Jakarta, Gatra.com - Sekretaris Jenderal Konsorsium Pembaruan Agraria (KPA), Dewi Kartika, menilai Pembahasan Rancangan Peraturan Presiden tentang Percepatan Pelaksanaan Reforma Agraria (RanPerpres RA) tidak transparan dan memadai dari sisi proses perumusan, serta tidak ada pelibatan Gerakan Reforma Agraria secara aktif, setara dan substantif.
Secara keseluruhan, tidak ada pelibatan organisasi masyarakat sipil yang bermakna secara substantif. Proses perumusan dan pembahasan juga mengabaikan sejarah mengapa tuntutan dan urgensi revisi Perpres RA dilayangkan KPA bersama Komite Nasional Pembaruan Agraria (KNPA) kepada Presiden RI.
“Proses revisi Perpres RA mangkrak dan tertutup sepanjang 2019-2022 tanpa ada kejelasan status setiap dimintai penjelasan dan klarifikasinya, tanpa proses perumusan bersama sebagaimana disepakati, tanpa konsultasi publik yang matang dan memadai,” kata Dewi dalam Rilis KPA yang bertajuk “RanPerpres Reforma Agraria Versi Kemenko Perekonomian-KSP Menyeleweng, Perbaikan Perpres RA Harus Kembali Pada Konstitusi dan UUPA 1960”, Jumat (4/11).

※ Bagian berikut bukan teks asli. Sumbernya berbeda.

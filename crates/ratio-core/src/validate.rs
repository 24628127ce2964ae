//! # Value Validation
//!
//! Checks a raw form input against a field and turns it into the term that
//! gets stored.
//!
//! | field | accepted input |
//! |---|---|
//! | any | empty string (stored as the unset placeholder) |
//! | described object property | any well-formed URI |
//! | other object property | the URI of a current option |
//! | enumerated literal range (`owl:oneOf`, `xsd:boolean`) | a listed value |
//! | `xsd:string`, `rdfs:Literal`, no range | anything |
//! | `xsd:integer`, `xsd:int`, `xsd:long` | an integer |
//! | `xsd:nonNegativeInteger` | an integer `>= 0` |
//! | `xsd:positiveInteger` | an integer `> 0` |
//! | `xsd:float`, `xsd:double`, `xsd:decimal` | a finite number |
//!
//! A rejected input is a value (`ValueCheck::Rejected`) carrying the message
//! shown next to the form input. An unknown datatype is an error.

use crate::materialize::{Field, FieldOptions};
use crate::schema::PropertyKind;
use crate::vocab::{
    RDF_LANG_STRING, RDFS_LITERAL, XSD_DECIMAL, XSD_DOUBLE, XSD_FLOAT, XSD_INT, XSD_INTEGER,
    XSD_LONG, XSD_NON_NEGATIVE_INTEGER, XSD_POSITIVE_INTEGER, XSD_STRING,
};
use crate::{RatioError, Term};

/// Message for inputs outside an enumeration.
pub const CHOOSE_OPTION: &str = "Choose an option from the list.";

/// Outcome of checking one input.
#[derive(Debug, Clone, PartialEq, Eq)]
pub enum ValueCheck {
    /// The term to store.
    Accepted(Term),
    /// The inline error message.
    Rejected(String),
}

impl ValueCheck {
    #[must_use]
    pub fn is_accepted(&self) -> bool {
        matches!(self, Self::Accepted(_))
    }
}

enum IntegerBound {
    Any,
    NonNegative,
    Positive,
}

/// Check `raw` against `field`. Only the empty string unsets; the input is
/// stored as given.
pub fn check_property_value(field: &Field, raw: &str) -> Result<ValueCheck, RatioError> {
    if raw.is_empty() {
        return Ok(ValueCheck::Accepted(Term::empty()));
    }

    match field.kind {
        PropertyKind::Subheading => Ok(ValueCheck::Rejected(format!(
            "{} does not hold values.",
            field.label
        ))),
        PropertyKind::Object if field.is_described => {
            Term::parse_uri(raw).map(ValueCheck::Accepted)
        }
        PropertyKind::Object => {
            let found = match &field.options {
                Some(FieldOptions::Individuals(options)) => options
                    .iter()
                    .find(|option| option.uri.as_uri() == Some(raw))
                    .map(|option| option.uri.clone()),
                _ => None,
            };
            Ok(found.map_or_else(
                || ValueCheck::Rejected(CHOOSE_OPTION.to_string()),
                ValueCheck::Accepted,
            ))
        }
        PropertyKind::Datatype => check_literal(field, raw),
    }
}

fn check_literal(field: &Field, raw: &str) -> Result<ValueCheck, RatioError> {
    if let Some(FieldOptions::Literals(options)) = &field.options {
        return Ok(options
            .iter()
            .find(|lit| lit.value == raw)
            .map_or_else(
                || ValueCheck::Rejected(CHOOSE_OPTION.to_string()),
                |lit| ValueCheck::Accepted(Term::Literal(lit.clone())),
            ));
    }

    let range = match &field.range_uri {
        None => return Ok(ValueCheck::Accepted(Term::literal(raw))),
        Some(Term::Uri(uri)) => uri.as_str(),
        Some(other) => return Err(RatioError::UnknownDatatype(other.to_n3())),
    };

    match range {
        XSD_STRING | RDFS_LITERAL | RDF_LANG_STRING => Ok(ValueCheck::Accepted(Term::literal(raw))),
        XSD_INTEGER | XSD_INT | XSD_LONG => Ok(check_integer(raw, range, IntegerBound::Any)),
        XSD_NON_NEGATIVE_INTEGER => Ok(check_integer(raw, range, IntegerBound::NonNegative)),
        XSD_POSITIVE_INTEGER => Ok(check_integer(raw, range, IntegerBound::Positive)),
        XSD_FLOAT | XSD_DOUBLE | XSD_DECIMAL => Ok(match raw.parse::<f64>() {
            Ok(v) if v.is_finite() => ValueCheck::Accepted(Term::typed(raw, range)),
            _ => ValueCheck::Rejected(format!("{raw} is not a valid float.")),
        }),
        other => Err(RatioError::UnknownDatatype(other.to_string())),
    }
}

fn check_integer(raw: &str, datatype: &str, bound: IntegerBound) -> ValueCheck {
    let Ok(value) = raw.parse::<i128>() else {
        return ValueCheck::Rejected(format!("{raw} is not a valid integer."));
    };
    match bound {
        IntegerBound::NonNegative if value < 0 => {
            ValueCheck::Rejected(format!("{raw} is not a non-negative integer."))
        }
        IntegerBound::Positive if value <= 0 => {
            ValueCheck::Rejected(format!("{raw} is not a positive integer."))
        }
        _ => ValueCheck::Accepted(Term::typed(value.to_string(), datatype)),
    }
}

// =============================================================================
// TESTS
// =============================================================================

#[cfg(test)]
#[allow(clippy::panic)]
mod tests {
    use super::*;
    use crate::materialize::FieldOption;
    use crate::{Literal, vocab};
    use std::collections::BTreeMap;

    fn field(kind: PropertyKind, range: Option<&str>) -> Field {
        Field {
            property_uri: Term::uri("http://ex.org/p"),
            label: "p".to_string(),
            comment: None,
            kind,
            is_described: false,
            is_functional: false,
            is_deletable: true,
            allows_custom_options: false,
            show_label: true,
            range_uri: range.map(Term::uri),
            range_label: "range".to_string(),
            order: 1,
            width: 50,
            values: BTreeMap::new(),
            options: None,
        }
    }

    fn accepted(check: ValueCheck) -> Term {
        match check {
            ValueCheck::Accepted(term) => term,
            ValueCheck::Rejected(msg) => panic!("rejected: {msg}"),
        }
    }

    fn rejected(check: ValueCheck) -> String {
        match check {
            ValueCheck::Accepted(term) => panic!("accepted: {term}"),
            ValueCheck::Rejected(msg) => msg,
        }
    }

    #[test]
    fn empty_input_is_always_unset() {
        for kind in [PropertyKind::Object, PropertyKind::Datatype, PropertyKind::Subheading] {
            let f = field(kind, Some(vocab::XSD_INTEGER));
            assert!(accepted(check_property_value(&f, "").expect("check")).is_unset());
        }
    }

    #[test]
    fn whitespace_is_kept() {
        let f = field(PropertyKind::Datatype, Some(vocab::XSD_STRING));
        assert_eq!(
            accepted(check_property_value(&f, "  padded\t").expect("check")),
            Term::literal("  padded\t")
        );
        assert_eq!(
            accepted(check_property_value(&f, "   ").expect("check")),
            Term::literal("   ")
        );

        let f = field(PropertyKind::Datatype, Some(vocab::XSD_INTEGER));
        assert!(!check_property_value(&f, " 4").expect("check").is_accepted());
    }

    #[test]
    fn integers() {
        let f = field(PropertyKind::Datatype, Some(vocab::XSD_INTEGER));
        assert_eq!(
            accepted(check_property_value(&f, "+007").expect("check")),
            Term::typed("7", vocab::XSD_INTEGER)
        );
        assert_eq!(
            rejected(check_property_value(&f, "4.5").expect("check")),
            "4.5 is not a valid integer."
        );

        let f = field(PropertyKind::Datatype, Some(vocab::XSD_POSITIVE_INTEGER));
        assert_eq!(
            rejected(check_property_value(&f, "0").expect("check")),
            "0 is not a positive integer."
        );
        assert!(check_property_value(&f, "12").expect("check").is_accepted());

        let f = field(PropertyKind::Datatype, Some(vocab::XSD_NON_NEGATIVE_INTEGER));
        assert!(check_property_value(&f, "0").expect("check").is_accepted());
        assert_eq!(
            rejected(check_property_value(&f, "-1").expect("check")),
            "-1 is not a non-negative integer."
        );
    }

    #[test]
    fn floats() {
        let f = field(PropertyKind::Datatype, Some(vocab::XSD_FLOAT));
        assert_eq!(
            accepted(check_property_value(&f, "2.5e3").expect("check")),
            Term::typed("2.5e3", vocab::XSD_FLOAT)
        );
        assert_eq!(
            rejected(check_property_value(&f, "abc").expect("check")),
            "abc is not a valid float."
        );
        assert!(!check_property_value(&f, "inf").expect("check").is_accepted());
    }

    #[test]
    fn strings_and_missing_range_accept_anything() {
        let f = field(PropertyKind::Datatype, Some(vocab::XSD_STRING));
        assert_eq!(
            accepted(check_property_value(&f, "free text").expect("check")),
            Term::literal("free text")
        );
        let f = field(PropertyKind::Datatype, None);
        assert!(check_property_value(&f, "x").expect("check").is_accepted());
    }

    #[test]
    fn unknown_datatype_is_an_error() {
        let f = field(PropertyKind::Datatype, Some("http://ex.org/Mystery"));
        assert!(matches!(
            check_property_value(&f, "x"),
            Err(RatioError::UnknownDatatype(_))
        ));
    }

    #[test]
    fn literal_enumeration() {
        let mut f = field(PropertyKind::Datatype, Some("http://ex.org/Color"));
        f.options = Some(FieldOptions::Literals(vec![
            Literal::plain("x"),
            Literal::plain("y"),
        ]));
        assert_eq!(rejected(check_property_value(&f, "z").expect("check")), CHOOSE_OPTION);
        assert_eq!(
            accepted(check_property_value(&f, "x").expect("check")),
            Term::literal("x")
        );
    }

    #[test]
    fn object_options() {
        let mut f = field(PropertyKind::Object, Some("http://ex.org/Drug"));
        f.options = Some(FieldOptions::Individuals(vec![FieldOption {
            uri: Term::uri("http://ex.org/aspirin"),
            label: "Aspirin".to_string(),
            class_uri: Term::uri("http://ex.org/Drug"),
            custom: false,
            comment: None,
        }]));
        assert!(
            check_property_value(&f, "http://ex.org/aspirin")
                .expect("check")
                .is_accepted()
        );
        assert_eq!(
            rejected(check_property_value(&f, "http://ex.org/other").expect("check")),
            CHOOSE_OPTION
        );
    }

    #[test]
    fn described_values_need_a_uri() {
        let mut f = field(PropertyKind::Object, Some("http://ex.org/Arm"));
        f.is_described = true;
        assert!(
            check_property_value(&f, "http://ex.org/arm_1")
                .expect("check")
                .is_accepted()
        );
        assert!(matches!(
            check_property_value(&f, "not a uri"),
            Err(RatioError::MalformedUri(_))
        ));
    }
}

Dewi menyebutkan pemerintah melalui Kemenko Perekonomian menginisiasi kegiatan diskusi untuk membahas RanPerpres RA. Bentuk kegiatan diskusi yang dirancang bersifat formalitas sosialisasi publik semata.
“Diskusi ini bukan proses partisipasi yang bermakna. Diskusi publik hanya formalitas, sebab pemerintah tergesa-gesa ingin mengesahkannya di akhir tahun 2022 atau awal 2023 di tengah proses yang penuh kontroversial ini,” tandasnya.
Dewi memperingatkan Kemenko Perekonomian, KSP, Kementerian ATR/BPN dan KLHK harus lah kembali mengingat kesejarahan tuntutan revisi Perpres RA.
“Pada peringatan Hari Tani Nasional (HTN) 2019, Konsorsium Pembaruan Agraria (KPA) bersama Komite Nasional Pembaruan Agraria (KNPA) dengan Presiden RI bersepakat merevisi Perpres 86/2018 tentang RA. Sebab Perpres RA masih mengandung banyak kelemahan sehingga menghasilkan kemacetan realisasi 9 juta hektar land reform di Indonesia sebagaimana dijanjikan dalam Nawacita ke-5 dan RPJMN,” jelasnya.
Dewi juga memperingatkan Presiden perihal kemacetan dan ketidakjelasan proses revisi Perpres RA yang dijanjikannya pada 2019.
Selanjutnya, Presiden kembali mengingatkan jajaran kabinetnya yang hadir. Mandat revisi dilimpahkan prosesnya pada kepemimpinan Kepala KSP melalui Tim Percepatan Penyelesaian Konflik Agraria dan Penguatan Kebijakan Reforma Agraria.
Dewi menyebutkan presentasi Kemenko Perekonomian di diskusi publik mengklaim Rakor Tim Percepatan sebagai bagian dari proses perumusan dan pembahasan bersama.
“Sebagai bagian dari Tim Percepatan, sekaligus sebagai pihak yang pertama kali meminta dilakukan perbaikan Perpres 86, KPA bersama organisasi-organisasi rakyatnya dan para pakar bukum agraria yang kredibel tidak pernah dilibatkan secara aktif dan substantif dalam proses perumusan, baik oleh Kemenko atau pun KSP,” imbuhnya.
Menurut Dewi, Rakor Tim tidak melibatkan seluruh tim secara setara dan bermakna, sehingga ia menegaskan bahwa ini adalah pembajakan proses dan orientasi substansi yang menyeleweng yang dilakukan oleh Kemenko dan KSP.